As far as the ‘movie location’ idea, the best example I am aware of is Sedalia, MO. (Most famous now for the State Fair, but also the one-time home of Scott Joplin and still the site of a yearly Ragtime Festival.) For years, the drive-in in Sedalia was located on US 50 on the West side of town. At some point during the ‘80s, if memory serves, the site was plowed under and a new multi-plex was erected in it's place. The Pavlovian drive to the ‘movies’ was maintained…

Movies changed when I was in my college years. My oldest friend has posted an excellent piece on how a single movie changed the entertainment industry forever in regards to artistic risks, but there were some heady days. The first example of this I can cite personally is Jaws. It is the first movie I ever actively paid full first-run price to view multiple times. Keep in mind children, this is pre-VCR AND pre-cable. Oh, sure, I would pay to go see old favorites when they were infrequently screened. (Eric P. Kantor and I once talked Pam Robinson into staying for a SECOND showing of Singing in the Rain at Watt’s Mill. Later, I attended a showing of Seven Brides for Seven Brothers there with Q&A following with one of the actors who played a Pontipee brother. Guess what? They didn't sing! Only the recognizable pipes of Jane Powell and the in-estimable Howard Keel were deemed important enough for seperate voice time. Shades of Milli Vanilli!)

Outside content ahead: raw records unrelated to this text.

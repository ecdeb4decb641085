use crate::config::{EmailSettings, SmtpSettings};
use crate::domain::notification::OutgoingMessage;
use crate::domain::ports::Notifier;
use crate::error::{DispatchError, Result};
use async_trait::async_trait;
use lettre::message::header::ContentType;
use lettre::message::{Attachment as MailAttachment, Mailbox, MultiPart, SinglePart};
use lettre::transport::smtp::authentication::Credentials;
use lettre::{
    Address, AsyncFileTransport, AsyncSmtpTransport, AsyncTransport, Message, Tokio1Executor,
};
use secrecy::ExposeSecret;
use std::path::{Path, PathBuf};

enum Transport {
    Smtp {
        relay: String,
        transport: AsyncSmtpTransport<Tokio1Executor>,
    },
    Outbox {
        dir: PathBuf,
        transport: AsyncFileTransport<Tokio1Executor>,
    },
}

/// Email notifier built on `lettre`.
///
/// Delivers over an authenticated STARTTLS relay, or stores each message as an
/// `.eml` file in an outbox directory.
///
/// The returned transcript is a summary, not a raw SMTP session log: lettre's
/// async transport does not expose the command/reply exchange per message. For
/// SMTP it lists the relay, the envelope addresses and the server's final reply
/// code and text; for the outbox it names the stored `.eml` file.
pub struct MailNotifier {
    from: Mailbox,
    transport: Transport,
}

impl MailNotifier {
    pub fn smtp(smtp: &SmtpSettings, email: &EmailSettings) -> Result<Self> {
        let credentials = Credentials::new(smtp.user.clone(), smtp.api_key.expose_secret().clone());
        let transport = AsyncSmtpTransport::<Tokio1Executor>::starttls_relay(&smtp.host)
            .map_err(|e| DispatchError::Delivery(format!("Failed to create SMTP relay: {e}")))?
            .port(smtp.port)
            .credentials(credentials)
            .build();

        Ok(Self {
            from: sender(email, &smtp.user)?,
            transport: Transport::Smtp {
                relay: format!("{}:{}", smtp.host, smtp.port),
                transport,
            },
        })
    }

    pub fn outbox<P: AsRef<Path>>(dir: P, email: &EmailSettings) -> Result<Self> {
        let dir = dir.as_ref().to_path_buf();
        std::fs::create_dir_all(&dir)?;
        let fallback = email.from_address.clone();

        Ok(Self {
            from: sender(email, &fallback)?,
            transport: Transport::Outbox {
                transport: AsyncFileTransport::<Tokio1Executor>::new(&dir),
                dir,
            },
        })
    }

    fn build_message(&self, message: &OutgoingMessage) -> Result<Message> {
        let mut builder = Message::builder()
            .from(self.from.clone())
            .subject(message.subject.clone());
        for to in &message.destinations {
            let mailbox: Mailbox = to.parse().map_err(|e| {
                DispatchError::Delivery(format!("Invalid recipient '{to}': {e}"))
            })?;
            builder = builder.to(mailbox);
        }

        let mut body = MultiPart::mixed().singlepart(SinglePart::plain(message.body.clone()));
        for attachment in &message.attachments {
            let content_type = ContentType::parse(attachment.content_type()).map_err(|e| {
                DispatchError::Delivery(format!(
                    "Invalid content type for {}: {e}",
                    attachment.file_name
                ))
            })?;
            body = body.singlepart(
                MailAttachment::new(attachment.file_name.clone())
                    .body(attachment.data.clone(), content_type),
            );
        }

        builder
            .multipart(body)
            .map_err(|e| DispatchError::Delivery(format!("Failed to build message: {e}")))
    }
}

fn sender(email: &EmailSettings, address: &str) -> Result<Mailbox> {
    let address: Address = address
        .parse()
        .map_err(|e| DispatchError::Delivery(format!("Invalid sender address '{address}': {e}")))?;
    Ok(Mailbox::new(Some(email.from_name.clone()), address))
}

/// Summary of an accepted SMTP submission: relay, envelope and final reply.
fn smtp_transcript(relay: &str, from: &Address, destinations: &[String], reply: &str) -> String {
    format!(
        "Relay: {relay}\nFrom: {from}\nRcpt: {}\nReply: {reply}",
        destinations.join(", ")
    )
}

#[async_trait]
impl Notifier for MailNotifier {
    async fn send(&self, message: &OutgoingMessage) -> Result<String> {
        if message.destinations.is_empty() {
            return Err(DispatchError::Delivery(
                "Message has no destinations".to_string(),
            ));
        }
        let mail = self.build_message(message)?;

        match &self.transport {
            Transport::Smtp { relay, transport } => {
                let response = transport
                    .send(mail)
                    .await
                    .map_err(|e| DispatchError::Delivery(format!("SMTP send failed: {e}")))?;
                let reply: Vec<&str> = response.message().collect();
                let reply = format!("{} {}", response.code(), reply.join(" "));
                Ok(smtp_transcript(
                    relay,
                    &self.from.email,
                    &message.destinations,
                    &reply,
                ))
            }
            Transport::Outbox { dir, transport } => {
                let id = transport
                    .send(mail)
                    .await
                    .map_err(|e| DispatchError::Delivery(format!("Outbox write failed: {e}")))?;
                Ok(format!(
                    "Stored as {}\nFrom: {}\nRcpt: {}",
                    dir.join(format!("{id}.eml")).display(),
                    self.from.email,
                    message.destinations.join(", ")
                ))
            }
        }
    }
}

Jaws was different. Spielberg had me hooked. I saw it first in the venerable Empire Theater at 14th and Main in downtown KC. By then the old girl had been sub-divided into a multi-plex of sorts. The balcony had been walled off with a separate screen. The lower level was where the ‘fish movie’ was showing. Remember it like it was yesterday. Saw it with Perry R. Cook. I remember it was the first functioning version of ‘smell-o-vision’. (Anybody remember those? One was Polyester starring Devine. As I remember it, there was a scratch card you were supposed to use at certain times during the flick. The only thing I remember is there were frequent scenes involving a dog doing his business. Kept everyone dreading the next smell on the card.) With Jaws there was no card, and the smells had nothing to do with the plot. You could, however, smell the result of the first big scare…

Speaking of scares, there were two small kids sitting in front of us. When the face comes out of the whole in the first abandoned boat, scaring the be-jesus out of one and all, the sister turns to her brother and says, totally deadpan: “He got his eye out…” Later, when Scheider is chumming the water during the fishing expedition, the boy turns to her and says: “They like that red stuff.”

We quoted those kids for years afterward…

Anyway, movies became big. Really big. Many were from the creative mind of Spielberg, but there were many others. And the rest is history.

By the time the Boomers were having kids of there own, there was a booklet in drive-in attendance. I remember one summer both my girls had the chicken-pox simultaneously. My wife was totally stir-crazy, so to battle the cabin-fever we loaded up the car and trundled over to the drive-in. One of the Alien franchise, the third one I think.

The owner of the Boulevard cited the digital sound that was installed in 1988 as being a milestone. We are a far cry from the old DIT-MCO metal boxes…

So, as you consider your Summertime entertainment, the movie block-buster will, of course, be on the bill-of-fare.

While you are at it, consider visiting the local drive-in for a blast from the past.